RandomX (Golang Implementation)

RandomX is a proof-of-work (PoW) algorithm that is optimized for general-purpose CPUs. RandomX uses random code execution (hence the name) together with several memory-hard techniques to minimize the efficiency advantage of specialized hardware.

Fork from git.dero.io/DERO_Foundation/RandomX. Also related, their Analysis of RandomX writeup.

Original code failed RandomX testcases and was implemented using big.Float.

This package implements RandomX without CGO, using only Golang code, native float64 ops, some assembly, but with optional soft float purego implementation.

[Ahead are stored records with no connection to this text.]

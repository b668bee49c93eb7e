//! Proxy exotic objects: the handler trait and the invariant checks applied
//! to every trap result.
//!
//! A handler may report anything it likes as long as the report stays
//! consistent with its target. The checks below reject the reports that
//! would let a proxy lie about non-configurable properties, extensibility or
//! the prototype of a non-extensible target.

use super::object::{ObjectRef, PropertyDescriptor, ProxySlot};
use super::value::{PropertyKey, Value};
use crate::error::{Error, Result};

/// Trap set of a proxy. Every trap defaults to forwarding to the target.
pub trait ProxyHandler {
    /// `getPrototypeOf` trap
    fn get_prototype_of(&self, target: &ObjectRef) -> Result<Option<ObjectRef>> {
        target.get_prototype_of()
    }

    /// `setPrototypeOf` trap
    fn set_prototype_of(&self, target: &ObjectRef, prototype: Option<ObjectRef>) -> Result<bool> {
        target.set_prototype_of(prototype)
    }

    /// `isExtensible` trap
    fn is_extensible(&self, target: &ObjectRef) -> Result<bool> {
        target.is_extensible()
    }

    /// `preventExtensions` trap
    fn prevent_extensions(&self, target: &ObjectRef) -> Result<bool> {
        target.prevent_extensions()
    }

    /// `getOwnPropertyDescriptor` trap
    fn get_own_property(
        &self,
        target: &ObjectRef,
        key: &PropertyKey,
    ) -> Result<Option<PropertyDescriptor>> {
        target.get_own_property(key)
    }

    /// `defineProperty` trap
    fn define_own_property(
        &self,
        target: &ObjectRef,
        key: &PropertyKey,
        desc: PropertyDescriptor,
    ) -> Result<bool> {
        target.define_own_property(key, desc)
    }

    /// `has` trap
    fn has(&self, target: &ObjectRef, key: &PropertyKey) -> Result<bool> {
        target.has_property(key)
    }

    /// `get` trap
    fn get(&self, target: &ObjectRef, key: &PropertyKey, receiver: &Value) -> Result<Value> {
        target.get(key, receiver)
    }

    /// `set` trap
    fn set(
        &self,
        target: &ObjectRef,
        key: &PropertyKey,
        value: Value,
        receiver: &Value,
    ) -> Result<bool> {
        target.set(key, value, receiver)
    }

    /// `deleteProperty` trap
    fn delete(&self, target: &ObjectRef, key: &PropertyKey) -> Result<bool> {
        target.delete(key)
    }

    /// `ownKeys` trap
    fn own_keys(&self, target: &ObjectRef) -> Result<Vec<PropertyKey>> {
        target.own_keys()
    }

    /// `apply` trap
    fn apply(&self, target: &ObjectRef, this: &Value, args: &[Value]) -> Result<Value> {
        target.call(this, args)
    }

    /// `construct` trap
    fn construct(
        &self,
        target: &ObjectRef,
        args: &[Value],
        new_target: &ObjectRef,
    ) -> Result<ObjectRef> {
        target.construct(args, new_target)
    }
}

fn violated(trap: &str, detail: impl std::fmt::Display) -> Error {
    Error::type_error(format!("proxy invariant violated in '{trap}': {detail}"))
}

pub(super) fn get_prototype_of(slot: &ProxySlot) -> Result<Option<ObjectRef>> {
    let reported = slot.handler.get_prototype_of(&slot.target)?;
    if !slot.target.is_extensible()? && reported != slot.target.get_prototype_of()? {
        return Err(violated(
            "getPrototypeOf",
            "non-extensible target reports a different prototype",
        ));
    }
    Ok(reported)
}

pub(super) fn set_prototype_of(slot: &ProxySlot, prototype: Option<ObjectRef>) -> Result<bool> {
    let ok = slot
        .handler
        .set_prototype_of(&slot.target, prototype.clone())?;
    if ok && !slot.target.is_extensible()? && prototype != slot.target.get_prototype_of()? {
        return Err(violated(
            "setPrototypeOf",
            "reported success on a non-extensible target",
        ));
    }
    Ok(ok)
}

pub(super) fn is_extensible(slot: &ProxySlot) -> Result<bool> {
    let reported = slot.handler.is_extensible(&slot.target)?;
    if reported != slot.target.is_extensible()? {
        return Err(violated("isExtensible", "result differs from target"));
    }
    Ok(reported)
}

pub(super) fn prevent_extensions(slot: &ProxySlot) -> Result<bool> {
    let ok = slot.handler.prevent_extensions(&slot.target)?;
    if ok && slot.target.is_extensible()? {
        return Err(violated(
            "preventExtensions",
            "reported success but target is still extensible",
        ));
    }
    Ok(ok)
}

pub(super) fn get_own_property(
    slot: &ProxySlot,
    key: &PropertyKey,
) -> Result<Option<PropertyDescriptor>> {
    let reported = slot.handler.get_own_property(&slot.target, key)?;
    let actual = slot.target.get_own_property(key)?;
    match (&reported, &actual) {
        (None, Some(actual)) if !actual.is_configurable() => {
            return Err(violated(
                "getOwnPropertyDescriptor",
                format!("non-configurable property '{key}' reported absent"),
            ));
        }
        (None, Some(_)) if !slot.target.is_extensible()? => {
            return Err(violated(
                "getOwnPropertyDescriptor",
                format!("property '{key}' of a non-extensible target reported absent"),
            ));
        }
        (Some(_), None) if !slot.target.is_extensible()? => {
            return Err(violated(
                "getOwnPropertyDescriptor",
                format!("new property '{key}' reported on a non-extensible target"),
            ));
        }
        (Some(reported), actual) if !reported.is_configurable() => {
            if actual.as_ref().is_none_or(PropertyDescriptor::is_configurable) {
                return Err(violated(
                    "getOwnPropertyDescriptor",
                    format!("'{key}' reported non-configurable but is configurable on target"),
                ));
            }
        }
        _ => {}
    }
    Ok(reported)
}

pub(super) fn define_own_property(
    slot: &ProxySlot,
    key: &PropertyKey,
    desc: PropertyDescriptor,
) -> Result<bool> {
    let non_configurable = !desc.is_configurable();
    let ok = slot.handler.define_own_property(&slot.target, key, desc)?;
    if !ok {
        return Ok(false);
    }
    match slot.target.get_own_property(key)? {
        None if !slot.target.is_extensible()? => Err(violated(
            "defineProperty",
            format!("added '{key}' to a non-extensible target"),
        )),
        None if non_configurable => Err(violated(
            "defineProperty",
            format!("non-configurable '{key}' missing on target"),
        )),
        Some(actual) if non_configurable && actual.is_configurable() => Err(violated(
            "defineProperty",
            format!("'{key}' is configurable on target"),
        )),
        _ => Ok(true),
    }
}

pub(super) fn has(slot: &ProxySlot, key: &PropertyKey) -> Result<bool> {
    let reported = slot.handler.has(&slot.target, key)?;
    if !reported && let Some(actual) = slot.target.get_own_property(key)? {
        if !actual.is_configurable() {
            return Err(violated(
                "has",
                format!("non-configurable property '{key}' reported absent"),
            ));
        }
        if !slot.target.is_extensible()? {
            return Err(violated(
                "has",
                format!("property '{key}' of a non-extensible target reported absent"),
            ));
        }
    }
    Ok(reported)
}

pub(super) fn get(slot: &ProxySlot, key: &PropertyKey, receiver: &Value) -> Result<Value> {
    let reported = slot.handler.get(&slot.target, key, receiver)?;
    match slot.target.get_own_property(key)? {
        Some(actual @ PropertyDescriptor::Data { .. }) if actual.is_frozen_data() => {
            if let Some(value) = actual.value()
                && !value.same_value(&reported)
            {
                return Err(violated(
                    "get",
                    format!("frozen property '{key}' reported with a different value"),
                ));
            }
        }
        Some(PropertyDescriptor::Accessor {
            get: None,
            configurable: false,
            ..
        }) if !matches!(reported, Value::Undefined) => {
            return Err(violated(
                "get",
                format!("getter-less accessor '{key}' reported a value"),
            ));
        }
        _ => {}
    }
    Ok(reported)
}

pub(super) fn set(slot: &ProxySlot, key: &PropertyKey, value: Value, receiver: &Value) -> Result<bool> {
    let ok = slot
        .handler
        .set(&slot.target, key, value.clone(), receiver)?;
    if ok {
        match slot.target.get_own_property(key)? {
            Some(actual) if actual.is_frozen_data() => {
                if actual.value().is_some_and(|v| !v.same_value(&value)) {
                    return Err(violated(
                        "set",
                        format!("reported success on frozen property '{key}'"),
                    ));
                }
            }
            Some(PropertyDescriptor::Accessor {
                set: None,
                configurable: false,
                ..
            }) => {
                return Err(violated(
                    "set",
                    format!("reported success on setter-less accessor '{key}'"),
                ));
            }
            _ => {}
        }
    }
    Ok(ok)
}

pub(super) fn delete(slot: &ProxySlot, key: &PropertyKey) -> Result<bool> {
    let ok = slot.handler.delete(&slot.target, key)?;
    if ok && let Some(actual) = slot.target.get_own_property(key)? {
        if !actual.is_configurable() {
            return Err(violated(
                "deleteProperty",
                format!("reported deleting non-configurable '{key}'"),
            ));
        }
        if !slot.target.is_extensible()? {
            return Err(violated(
                "deleteProperty",
                format!("reported deleting '{key}' from a non-extensible target"),
            ));
        }
    }
    Ok(ok)
}

pub(super) fn own_keys(slot: &ProxySlot) -> Result<Vec<PropertyKey>> {
    let reported = slot.handler.own_keys(&slot.target)?;
    for (i, key) in reported.iter().enumerate() {
        if reported[..i].contains(key) {
            return Err(violated("ownKeys", format!("duplicate key '{key}'")));
        }
    }
    let extensible = slot.target.is_extensible()?;
    let target_keys = slot.target.own_keys()?;
    for key in &target_keys {
        let required = !extensible
            || slot
                .target
                .get_own_property(key)?
                .is_some_and(|d| !d.is_configurable());
        if required && !reported.contains(key) {
            return Err(violated("ownKeys", format!("key '{key}' must be reported")));
        }
    }
    if !extensible && reported.len() != target_keys.len() {
        return Err(violated(
            "ownKeys",
            "non-extensible target reported with extra keys",
        ));
    }
    Ok(reported)
}

pub(super) fn apply(slot: &ProxySlot, this: &Value, args: &[Value]) -> Result<Value> {
    slot.handler.apply(&slot.target, this, args)
}

pub(super) fn construct(slot: &ProxySlot, args: &[Value], new_target: &ObjectRef) -> Result<ObjectRef> {
    slot.handler.construct(&slot.target, args, new_target)
}

#[cfg(test)]
#[allow(clippy::unwrap_used, clippy::expect_used)]
mod tests {
    use std::rc::Rc;

    use super::*;
    use crate::realm::Realm;

    #[derive(Debug)]
    struct Forwarding;

    impl ProxyHandler for Forwarding {}

    #[derive(Debug)]
    struct Liar;

    impl ProxyHandler for Liar {
        fn is_extensible(&self, _target: &ObjectRef) -> Result<bool> {
            Ok(false)
        }

        fn get_own_property(
            &self,
            _target: &ObjectRef,
            _key: &PropertyKey,
        ) -> Result<Option<PropertyDescriptor>> {
            Ok(None)
        }

        fn own_keys(&self, _target: &ObjectRef) -> Result<Vec<PropertyKey>> {
            Ok(Vec::new())
        }
    }

    fn frozen_target(realm: &Realm) -> ObjectRef {
        let target = realm.object();
        target
            .define_own_property(
                &"fixed".into(),
                PropertyDescriptor::Data {
                    value: Value::from(1),
                    writable: false,
                    enumerable: true,
                    configurable: false,
                },
            )
            .unwrap();
        target
    }

    #[test]
    fn test_forwarding_proxy_behaves_like_target() {
        let realm = Realm::new("test");
        let target = frozen_target(&realm);
        target.define_value("open", 2).unwrap();
        let proxy = realm.proxy(target.clone(), Rc::new(Forwarding));
        assert_eq!(proxy.get_value("fixed").unwrap(), Value::from(1));
        assert!(proxy.set_value("open", 3).unwrap());
        assert_eq!(target.get_value("open").unwrap(), Value::from(3));
        assert_eq!(proxy.own_keys().unwrap().len(), 2);
        assert!(proxy.is_extensible().unwrap());
    }

    #[test]
    fn test_lying_about_extensibility_is_rejected() {
        let realm = Realm::new("test");
        let proxy = realm.proxy(realm.object(), Rc::new(Liar));
        assert!(matches!(proxy.is_extensible(), Err(Error::Type(_))));
    }

    #[test]
    fn test_hiding_non_configurable_property_is_rejected() {
        let realm = Realm::new("test");
        let proxy = realm.proxy(frozen_target(&realm), Rc::new(Liar));
        assert!(matches!(
            proxy.get_own_property(&"fixed".into()),
            Err(Error::Type(_))
        ));
        assert!(matches!(proxy.own_keys(), Err(Error::Type(_))));
    }

    #[test]
    fn test_proxy_of_function_is_callable() {
        let realm = Realm::new("test");
        let f = realm.function("double", |_, args| {
            Ok(Value::Number(args.first().map_or(0.0, Value::to_number) * 2.0))
        });
        let proxy = realm.proxy(f, Rc::new(Forwarding));
        assert!(proxy.is_callable());
        assert_eq!(
            proxy.call(&Value::Undefined, &[Value::from(21)]).unwrap(),
            Value::from(42)
        );
    }
}
impl Guard {
    /// Compile `source`. Fails with [`Error::Policy`] on any syntax outside
    /// the guard language.
    pub fn compile(source: &str) -> Result<Self> {
        let tokens = tokenize(source)?;
        let mut parser = Parser {
            tokens,
            pos: 0,
            params: Vec::new(),
        };
        let params = parser.parameters()?;
        parser.params = params.clone();
        parser.expect(&Token::Arrow)?;
        let body = parser.expression()?;
        if let Some(token) = parser.peek() {
            return Err(policy_error(format!("unexpected {token} after guard body")));
        }
        Ok(Self {
            source: source.to_owned(),
            params,
            body,
        })
    }

    /// Source text the guard was compiled from.
    pub fn source(&self) -> &str {
        &self.source
    }

    /// Number of declared parameters.
    pub fn arity(&self) -> usize {
        self.params.len()
    }

    /// Evaluate against positional bindings; missing bindings are
    /// `undefined`. Any failure is a fatal [`Error::Policy`].
    pub fn evaluate(&self, bindings: &[Value], parameters: &PolicyParameters) -> Result<bool> {
        let scope = Scope {
            bindings,
            parameters,
        };
        scope
            .eval(&self.body)
            .map(|v| v.truthy())
            .map_err(|e| match e {
                Error::Policy(_) => e,
                other => policy_error(format!("guard '{}' failed: {other}", self.source)),
            })
    }
}

fn policy_error(message: impl Into<String>) -> Error {
    Error::Policy(message.into())
}

// ---------------------------------------------------------------------------
// Tokens
// ---------------------------------------------------------------------------

#[derive(Debug, Clone, PartialEq)]
enum Token {
    Number(f64),
    Str(String),
    Ident(String),
    LParen,
    RParen,
    Comma,
    Dot,
    Bang,
    Minus,
    Arrow,
    StrictEq,
    StrictNe,
    LooseEq,
    LooseNe,
    Lt,
    Le,
    Gt,
    Ge,
    And,
    Or,
}

impl fmt::Display for Token {
    fn fmt(&self, f: &mut fmt::Formatter<'_>) -> fmt::Result {
        match self {
            Self::Number(n) => write!(f, "number {n}"),
            Self::Str(s) => write!(f, "string {s:?}"),
            Self::Ident(name) => write!(f, "'{name}'"),
            Self::LParen => f.write_str("'('"),
            Self::RParen => f.write_str("')'"),
            Self::Comma => f.write_str("','"),
            Self::Dot => f.write_str("'.'"),
            Self::Bang => f.write_str("'!'"),
            Self::Minus => f.write_str("'-'"),
            Self::Arrow => f.write_str("'=>'"),
            Self::StrictEq => f.write_str("'==='"),
            Self::StrictNe => f.write_str("'!=='"),
            Self::LooseEq => f.write_str("'=='"),
            Self::LooseNe => f.write_str("'!='"),
            Self::Lt => f.write_str("'<'"),
            Self::Le => f.write_str("'<='"),
            Self::Gt => f.write_str("'>'"),
            Self::Ge => f.write_str("'>='"),
            Self::And => f.write_str("'&&'"),
            Self::Or => f.write_str("'||'"),
        }
    }
}

fn tokenize(source: &str) -> Result<Vec<Token>> {
    let bytes = source.as_bytes();
    let len = bytes.len();
    let mut tokens = Vec::new();
    let mut pos = 0;

    while pos < len {
        let c = bytes[pos];
        if c.is_ascii_whitespace() {
            pos += 1;
            continue;
        }
        let rest = &bytes[pos..];
        let (token, width) = match c {
            b'(' => (Token::LParen, 1),
            b')' => (Token::RParen, 1),
            b',' => (Token::Comma, 1),
            b'-' => (Token::Minus, 1),
            b'.' if !rest.get(1).is_some_and(u8::is_ascii_digit) => (Token::Dot, 1),
            b'=' if rest.starts_with(b"===") => (Token::StrictEq, 3),
            b'=' if rest.starts_with(b"==") => (Token::LooseEq, 2),
            b'=' if rest.starts_with(b"=>") => (Token::Arrow, 2),
            b'!' if rest.starts_with(b"!==") => (Token::StrictNe, 3),
            b'!' if rest.starts_with(b"!=") => (Token::LooseNe, 2),
            b'!' => (Token::Bang, 1),
            b'<' if rest.starts_with(b"<=") => (Token::Le, 2),
            b'<' => (Token::Lt, 1),
            b'>' if rest.starts_with(b">=") => (Token::Ge, 2),
            b'>' => (Token::Gt, 1),
            b'&' if rest.starts_with(b"&&") => (Token::And, 2),
            b'|' if rest.starts_with(b"||") => (Token::Or, 2),
            b'"' | b'\'' => {
                let (text, width) = string_literal(source, pos)?;
                (Token::Str(text), width)
            }
            b'0'..=b'9' | b'.' => {
                let start = pos;
                let mut end = pos;
                while end < len && (bytes[end].is_ascii_digit() || bytes[end] == b'.') {
                    end += 1;
                }
                let text = &source[start..end];
                let n: f64 = text
                    .parse()
                    .map_err(|_| policy_error(format!("malformed number '{text}' in guard")))?;
                (Token::Number(n), end - start)
            }
            c if c.is_ascii_alphabetic() || c == b'_' || c == b'$' => {
                let start = pos;
                let mut end = pos;
                while end < len
                    && (bytes[end].is_ascii_alphanumeric() || bytes[end] == b'_' || bytes[end] == b'$')
                {
                    end += 1;
                }
                (Token::Ident(source[start..end].to_owned()), end - start)
            }
            _ => {
                let ch = source[pos..].chars().next().unwrap_or('?');
                return Err(policy_error(format!(
                    "unsupported character '{ch}' in guard at offset {pos}"
                )));
            }
        };
        tokens.push(token);
        pos += width;
    }
    Ok(tokens)
}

All test cases pass properly.

Supports Full mode and Light mode.

For the C++ implementation and design of RandomX, see github.com/tevador/RandomX

Feature 386 amd64 arm arm64 mips mips64 riscv64 wasm
purego
Full Mode
Float Operations hw hw soft hw soft soft soft soft
AES Operations soft hw soft soft soft soft soft soft
Superscalar Execution native native+jit native native native native native native
VM Execution native native+jit soft native soft soft soft soft

A pure Golang implementation can be used on platforms without hard float support or via the purego build flag manually.

Any platform with no hard float support or when enabled manually will use soft float, using softfloat64. This will be very slow.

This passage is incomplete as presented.